Why Samsung isn't going back to Android (for now)
The Gear S4 (a.k.a Galaxy Watch) will most likely still run Tizen
Samsung recently trademarked the Galaxy Watch name and even submitted a new Galaxy Watch logo to the Korean Intellectual Property Office. This spurred a torrential rain of rumors that Samsung's next smartwatch may not only drop the Gear moniker and become a part of the Galaxy brand umbrella, but also run Android, instead of Tizen (the logic here being that if Galaxy phones are running Android, then Galaxy Watches should, too). This was further amplified by reliable tipster @EvLeaks who at the time tweeted: "Seen on the wrists of Samsung employees: Gear watches running not Tizen, but Wear OS."
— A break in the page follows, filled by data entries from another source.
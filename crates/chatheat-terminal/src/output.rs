//! Output formatting for chatheat
//!
//! Two formatters share one trait:
//! - [`TableFormatter`] prints a summary table and a 7-column month grid
//!   shaded by intensity level
//! - [`JsonFormatter`] emits the same data for scripts
//!
//! # Examples
//!
//! ```no_run
//! use chatheat_terminal::get_formatter;
//! use chatheat_core::calendar_types::WeekStart;
//! # fn stats() -> chatheat_core::AggregateStats { unimplemented!() }
//!
//! let stats = stats();
//! let formatter = get_formatter(false, true);
//! let month = stats.calendar_months.first();
//! println!("{}", formatter.format_stats("Seraphina", &stats, month, WeekStart::Sunday));
//! ```

use chatheat_core::calendar_types::{AggregateStats, MonthView, WeekStart};
use chatheat_core::types::CharacterInfo;
use chrono::Weekday;
use colored::Colorize;
use prettytable::{Table, format, row};
use serde_json::json;

/// Shades for intensity levels 1 through 4
const LEVEL_SHADES: [(u8, u8, u8); 4] = [
    (155, 233, 168),
    (64, 196, 99),
    (48, 161, 78),
    (33, 110, 57),
];

/// Markers for intensity levels 0 through 4 when color is off
const LEVEL_MARKS: [char; 5] = [' ', '.', ':', '*', '#'];

/// Formats aggregate results for display
pub trait OutputFormatter {
    /// Summary for one run plus the grid of `month`
    fn format_stats(
        &self,
        title: &str,
        stats: &AggregateStats,
        month: Option<&MonthView>,
        week_start: WeekStart,
    ) -> String;

    /// Known characters with their ids
    fn format_characters(&self, characters: &[CharacterInfo]) -> String;
}

/// Human-readable tables and grids
pub struct TableFormatter {
    /// Shade cells with terminal colors instead of markers
    pub colored: bool,
}

impl TableFormatter {
    pub fn new(colored: bool) -> Self {
        Self { colored }
    }

    /// Thousands separators, `1234567` -> `1,234,567`
    fn format_number(n: u64) -> String {
        let digits = n.to_string();
        let mut out = String::with_capacity(digits.len() + digits.len() / 3);
        for (i, ch) in digits.chars().enumerate() {
            if i > 0 && (digits.len() - i) % 3 == 0 {
                out.push(',');
            }
            out.push(ch);
        }
        out
    }

    fn summary_table(stats: &AggregateStats) -> Table {
        let mut table = Table::new();
        table.set_format(*format::consts::FORMAT_CLEAN);
        table.add_row(row![
            b -> "First contact",
            stats.first_contact_date.format("%Y-%m-%d").to_string()
        ]);
        table.add_row(row![b -> "Days since", r -> Self::format_number(stats.days_since_first_contact.max(0) as u64)]);
        table.add_row(row![b -> "Active days", r -> Self::format_number(stats.active_day_count as u64)]);
        table.add_row(row![b -> "Messages", r -> Self::format_number(stats.total_messages as u64)]);
        table.add_row(row![b -> "Characters", r -> Self::format_number(stats.total_chars)]);
        table.add_row(row![b -> "Rerolls", r -> Self::format_number(stats.total_rerolls)]);
        table
    }

    fn weekday_header(week_start: WeekStart) -> String {
        let first = match week_start {
            WeekStart::Sunday => Weekday::Sun,
            WeekStart::Monday => Weekday::Mon,
        };
        std::iter::successors(Some(first), |day| Some(day.succ()))
            .take(7)
            .map(|day| format!("{:>3} ", &day.to_string()[..2]))
            .collect::<String>()
            .trim_end()
            .to_string()
    }

    fn cell(&self, day_number: u32, level: u8) -> String {
        let level = usize::from(level).min(LEVEL_MARKS.len() - 1);
        if !self.colored {
            return format!("{:>2}{} ", day_number, LEVEL_MARKS[level]);
        }
        let text = format!("{day_number:>3}");
        match level {
            0 => format!("{} ", text.dimmed()),
            _ => {
                let (r, g, b) = LEVEL_SHADES[level - 1];
                format!("{} ", text.black().on_truecolor(r, g, b))
            }
        }
    }

    fn month_grid(&self, month: &MonthView, week_start: WeekStart) -> String {
        let mut out = format!(
            "{}  {} messages, {} characters, {} active days\n",
            month.label(),
            Self::format_number(month.total_message_count),
            Self::format_number(month.total_char_count),
            month.active_days()
        );
        out.push_str(&Self::weekday_header(week_start));
        out.push('\n');

        let mut line = "    ".repeat(month.leading_blank_count as usize);
        let mut column = month.leading_blank_count;
        for day in &month.days {
            line.push_str(&self.cell(day.day_number, day.intensity_level));
            column += 1;
            if column == 7 {
                out.push_str(line.trim_end());
                out.push('\n');
                line.clear();
                column = 0;
            }
        }
        if !line.is_empty() {
            out.push_str(line.trim_end());
            out.push('\n');
        }
        out
    }

    fn month_index(months: &[MonthView]) -> Table {
        let mut table = Table::new();
        table.set_format(*format::consts::FORMAT_NO_LINESEP_WITH_TITLE);
        table.set_titles(row![b -> "Month", b -> "Messages", b -> "Characters", b -> "Active days"]);
        for month in months.iter().filter(|m| m.total_message_count > 0) {
            table.add_row(row![
                month.label(),
                r -> Self::format_number(month.total_message_count),
                r -> Self::format_number(month.total_char_count),
                r -> month.active_days()
            ]);
        }
        table
    }
}

impl OutputFormatter for TableFormatter {
    fn format_stats(
        &self,
        title: &str,
        stats: &AggregateStats,
        month: Option<&MonthView>,
        week_start: WeekStart,
    ) -> String {
        let mut output = if self.colored {
            format!("{}\n\n", title.bold())
        } else {
            format!("{title}\n\n")
        };
        output.push_str(&Self::summary_table(stats).to_string());
        output.push('\n');

        if let Some(month) = month {
            output.push_str(&self.month_grid(month, week_start));
            output.push('\n');
        }

        output.push_str(&Self::month_index(&stats.calendar_months).to_string());
        output
    }

    fn format_characters(&self, characters: &[CharacterInfo]) -> String {
        let mut table = Table::new();
        table.set_format(*format::consts::FORMAT_NO_LINESEP_WITH_TITLE);
        table.set_titles(row![b -> "Id", b -> "Name", b -> "Avatar"]);
        for character in characters {
            table.add_row(row![
                r -> character.id,
                character.display_name,
                character.avatar.as_deref().unwrap_or("-")
            ]);
        }
        table.to_string()
    }
}

/// Machine-readable output
pub struct JsonFormatter;

impl OutputFormatter for JsonFormatter {
    fn format_stats(
        &self,
        title: &str,
        stats: &AggregateStats,
        month: Option<&MonthView>,
        week_start: WeekStart,
    ) -> String {
        let output = json!({
            "title": title,
            "week_start": week_start.to_string(),
            "first_contact_date": stats.first_contact_date.to_rfc3339(),
            "days_since_first_contact": stats.days_since_first_contact,
            "active_day_count": stats.active_day_count,
            "total_messages": stats.total_messages,
            "total_chars": stats.total_chars,
            "total_rerolls": stats.total_rerolls,
            "selected_month": month.map(|m| m.label()),
            "calendar_months": stats.calendar_months,
        });
        serde_json::to_string_pretty(&output).unwrap_or_else(|_| "{}".to_string())
    }

    fn format_characters(&self, characters: &[CharacterInfo]) -> String {
        serde_json::to_string_pretty(characters).unwrap_or_else(|_| "[]".to_string())
    }
}

/// Pick a formatter for the requested output mode
pub fn get_formatter(json_output: bool, colored: bool) -> Box<dyn OutputFormatter> {
    if json_output {
        Box::new(JsonFormatter)
    } else {
        Box::new(TableFormatter::new(colored))
    }
}

#[cfg(test)]
mod tests {
    use super::*;
    use chatheat_core::calendar_types::DayCell;
    use chatheat_core::types::CharacterId;
    use chrono::{TimeZone, Utc};

    fn month(year: i32, month: u32, days: u32, blanks: u32) -> MonthView {
        MonthView {
            year,
            month,
            leading_blank_count: blanks,
            days: (1..=days)
                .map(|d| DayCell {
                    day_number: d,
                    date_key: format!("{year:04}-{month:02}-{d:02}"),
                    message_count: if d == 2 { 60 } else { 0 },
                    char_count: if d == 2 { 1200 } else { 0 },
                    intensity_level: if d == 2 { 2 } else { 0 },
                })
                .collect(),
            total_message_count: 60,
            total_char_count: 1200,
        }
    }

    fn stats() -> AggregateStats {
        AggregateStats {
            first_contact_date: Utc.with_ymd_and_hms(2024, 2, 2, 10, 0, 0).unwrap(),
            days_since_first_contact: 40,
            active_day_count: 1,
            total_messages: 60,
            total_chars: 1200,
            total_rerolls: 3,
            calendar_months: vec![month(2024, 2, 29, 4)],
        }
    }

    #[test]
    fn test_format_number() {
        assert_eq!(TableFormatter::format_number(0), "0");
        assert_eq!(TableFormatter::format_number(999), "999");
        assert_eq!(TableFormatter::format_number(1000), "1,000");
        assert_eq!(TableFormatter::format_number(1234567), "1,234,567");
    }

    #[test]
    fn test_weekday_header() {
        assert!(TableFormatter::weekday_header(WeekStart::Sunday).starts_with(" Su"));
        assert!(TableFormatter::weekday_header(WeekStart::Monday).ends_with("Su"));
    }

    #[test]
    fn test_month_grid_layout() {
        let formatter = TableFormatter::new(false);
        let feb = month(2024, 2, 29, 4);
        let grid = formatter.month_grid(&feb, WeekStart::Sunday);
        let lines: Vec<&str> = grid.lines().collect();

        assert!(lines[0].starts_with("2024-02"));
        assert!(lines[0].contains("1,200 characters"));
        // 4 blanks then Thu 1, Fri 2, Sat 3
        assert_eq!(lines[2], format!("{} 1   2:  3", " ".repeat(16)));
        // 4 + 29 cells span five rows
        assert_eq!(lines.len(), 2 + 5);
        assert!(lines.last().unwrap().contains("29"));
    }

    #[test]
    fn test_table_output() {
        let formatter = TableFormatter::new(false);
        let stats = stats();
        let output =
            formatter.format_stats("Seraphina", &stats, stats.calendar_months.first(), WeekStart::Sunday);
        assert!(output.contains("Seraphina"));
        assert!(output.contains("2024-02-02"));
        assert!(output.contains("Rerolls"));
        assert!(output.contains("2024-02"));
    }

    #[test]
    fn test_json_output() {
        let formatter = JsonFormatter;
        let stats = stats();
        let output =
            formatter.format_stats("Global", &stats, stats.calendar_months.first(), WeekStart::Monday);
        let parsed: serde_json::Value = serde_json::from_str(&output).unwrap();
        assert_eq!(parsed["total_messages"], 60);
        assert_eq!(parsed["week_start"], "monday");
        assert_eq!(parsed["selected_month"], "2024-02");
        assert_eq!(parsed["calendar_months"][0]["days"][1]["intensity_level"], 2);
    }

    #[test]
    fn test_format_characters() {
        let characters = vec![
            CharacterInfo {
                id: CharacterId::new("0"),
                display_name: "Seraphina".to_string(),
                avatar: Some("Seraphina.png".to_string()),
            },
            CharacterInfo {
                id: CharacterId::new("1"),
                display_name: "Nameless".to_string(),
                avatar: None,
            },
        ];
        let table = TableFormatter::new(false).format_characters(&characters);
        assert!(table.contains("Seraphina.png"));
        assert!(table.contains("Nameless"));

        let json = JsonFormatter.format_characters(&characters);
        let parsed: serde_json::Value = serde_json::from_str(&json).unwrap();
        assert_eq!(parsed[1]["avatar"], serde_json::Value::Null);
    }
}
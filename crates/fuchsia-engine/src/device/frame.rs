/// Represents a single acquired frame.
///
/// This object is short-lived and must be finalized promptly. Holding the surface
/// texture prevents acquisition of subsequent frames.
pub struct GpuFrame {
    pub surface_texture: wgpu::SurfaceTexture,
    pub view: wgpu::TextureView,
}

impl GpuFrame {
    /// Physical size of the acquired texture.
    #[inline]
    pub fn size(&self) -> (u32, u32) {
        let texture = &self.surface_texture.texture;
        (texture.width(), texture.height())
    }
}
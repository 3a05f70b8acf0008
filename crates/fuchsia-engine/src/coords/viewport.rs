/// Window size in logical pixels.
#[derive(Debug, Copy, Clone, Default, PartialEq)]
pub struct Viewport {
    pub width: f32,
    pub height: f32,
}

impl Viewport {
    #[inline]
    pub const fn new(width: f32, height: f32) -> Self {
        Self { width, height }
    }
}
/// Platform rendering backend requested at startup.
///
/// Both GL modes resolve to wgpu's GL/GLES backend; which native loader ends up
/// behind it (EGL, or ANGLE's EGL on Windows) is decided by wgpu at adapter
/// enumeration.
#[derive(Debug, Copy, Clone, Eq, PartialEq)]
pub enum RenderingMode {
    /// Let wgpu pick among all compiled-in backends.
    Auto,
    /// OpenGL ES over ANGLE's EGL implementation (Windows).
    AngleEgl,
    /// OpenGL ES over the system EGL (X11/Wayland).
    Egl,
}

impl RenderingMode {
    /// Mode used by desktop builds for the current target.
    pub const fn platform_default() -> Self {
        if cfg!(windows) {
            RenderingMode::AngleEgl
        } else if cfg!(any(
            target_os = "linux",
            target_os = "freebsd",
            target_os = "dragonfly",
            target_os = "netbsd",
            target_os = "openbsd"
        )) {
            RenderingMode::Egl
        } else {
            RenderingMode::Auto
        }
    }

    /// Backends enabled for this mode, ignoring the environment.
    pub fn backends(self) -> wgpu::Backends {
        match self {
            RenderingMode::Auto => wgpu::Backends::all(),
            RenderingMode::AngleEgl | RenderingMode::Egl => wgpu::Backends::GL,
        }
    }

    /// Backends to instantiate; `WGPU_BACKEND` overrides the mode when set.
    pub fn resolve_backends(self) -> wgpu::Backends {
        match wgpu::Backends::from_env() {
            Some(from_env) => {
                log::info!("WGPU_BACKEND overrides rendering mode {self:?}: {from_env:?}");
                from_env
            }
            None => self.backends(),
        }
    }
}

impl Default for RenderingMode {
    fn default() -> Self {
        Self::platform_default()
    }
}

/// Initialization parameters for the GPU layer.
///
/// Keep this structure stable and minimal. Add configuration flags only when a
/// concrete platform or backend requirement exists.
#[derive(Debug, Clone)]
pub struct GpuInit {
    /// Backend selection.
    pub rendering_mode: RenderingMode,

    /// Minimum GLES 3.x minor version requested from the GL backend.
    ///
    /// `Version0` matches shaders written for GLSL ES 3.00.
    pub gles_minor_version: wgpu::Gles3MinorVersion,

    /// Prefer an sRGB surface format when available.
    pub prefer_srgb: bool,

    /// Present mode (swap behavior).
    ///
    /// FIFO is the only mode every backend must support.
    pub present_mode: wgpu::PresentMode,

    /// Optional alpha mode preference for the surface.
    ///
    /// If provided but unsupported on the current surface, a supported mode is selected.
    pub alpha_mode: Option<wgpu::CompositeAlphaMode>,

    /// Required wgpu features.
    pub required_features: wgpu::Features,

    /// Limits requested from the adapter/device.
    ///
    /// Defaults to the WebGL2 downlevel set so GLES 3.0 drivers qualify.
    pub required_limits: wgpu::Limits,

    /// Desired maximum frame latency for the surface. A hint only.
    pub desired_maximum_frame_latency: u32,
}

impl GpuInit {
    /// wgpu instance descriptor for this configuration.
    pub(crate) fn instance_descriptor(&self) -> wgpu::InstanceDescriptor {
        wgpu::InstanceDescriptor {
            backends: self.rendering_mode.resolve_backends(),
            backend_options: wgpu::BackendOptions {
                gl: wgpu::GlBackendOptions {
                    gles_minor_version: self.gles_minor_version,
                    ..Default::default()
                },
                ..Default::default()
            },
            ..Default::default()
        }
    }
}

impl Default for GpuInit {
    fn default() -> Self {
        Self {
            rendering_mode: RenderingMode::platform_default(),
            gles_minor_version: wgpu::Gles3MinorVersion::Version0,
            prefer_srgb: true,
            present_mode: wgpu::PresentMode::Fifo,
            alpha_mode: None,
            required_features: wgpu::Features::empty(),
            required_limits: wgpu::Limits::downlevel_webgl2_defaults(),
            desired_maximum_frame_latency: 2,
        }
    }
}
However, days after his first tweet, Evan Blass again chimed in on the matter:
Update: turns out these were actually just one-offs made by Google and seeded to some Samsung workers (i.e. keep moving, nothing to see here).— Evan Blass (@evleaks) June 7, 2018
This is indicative of two things: A) Google is still interested in convincing Samsung to work on an Android smartwatch, and B) Samsung is likely not doing it this year.
Samsung has a good thing with smartwatches right now. It's making its own hardware that runs proprietary software that's perfectly optimized. The one thing that Wear OS has that Tizen doesn't is the open ecosystem, the variety of apps. Why you'd need a million apps on your smartwatch, when what Tizen currently offers is quite enough, in my opinion at least, is beyond me, but it is something that Android has over Samsung's offering. However, I don't think this will be enough to make Samsung ditch Tizen and move to Wear OS. Not for the time being, at least.
Thing is, if Samsung could use Tizen for its Galaxy smartphones and remain competitive, it would. It's just that Android is so ubiquitous and widely-used, and with Apple's choke on the rest of the market, Samsung's chances of pushing Tizen big-time in the smartphone space are not good. However, things are different on the smartwatch market, where Samsung and Apple are reigning supreme with their proprietary hardware and software.
Could Samsung adopt Wear OS in the future?
The answer is obviously "yes," but only if the company deems it advantageous. Google no doubt has big plans for Wear OS, as was made evident at this year's I/O conference, while Qualcomm is preparing to launch a brand-new Snapdragon chipset made for wearable devices from the ground-up. This, combined with the fact that Google reportedly has "several partners", including top fashion and tech brands, on board to release new Wear OS-powered products by the end of 2018 could shake things up.
Could this persuade Samsung to drop Tizen and move to Wear OS? Well, it is possible, provided Wear OS rebounds and becomes the competitive smartwatch OS it should have been from the very beginning, but it's too early to tell right now. For the time being, we think it's relatively safe to assume that Samsung will stick with its proprietary OS for wearables, and though the Gear S4 may actually be called the Galaxy Watch, it will likely still run an updated version of Tizen, rather than Android.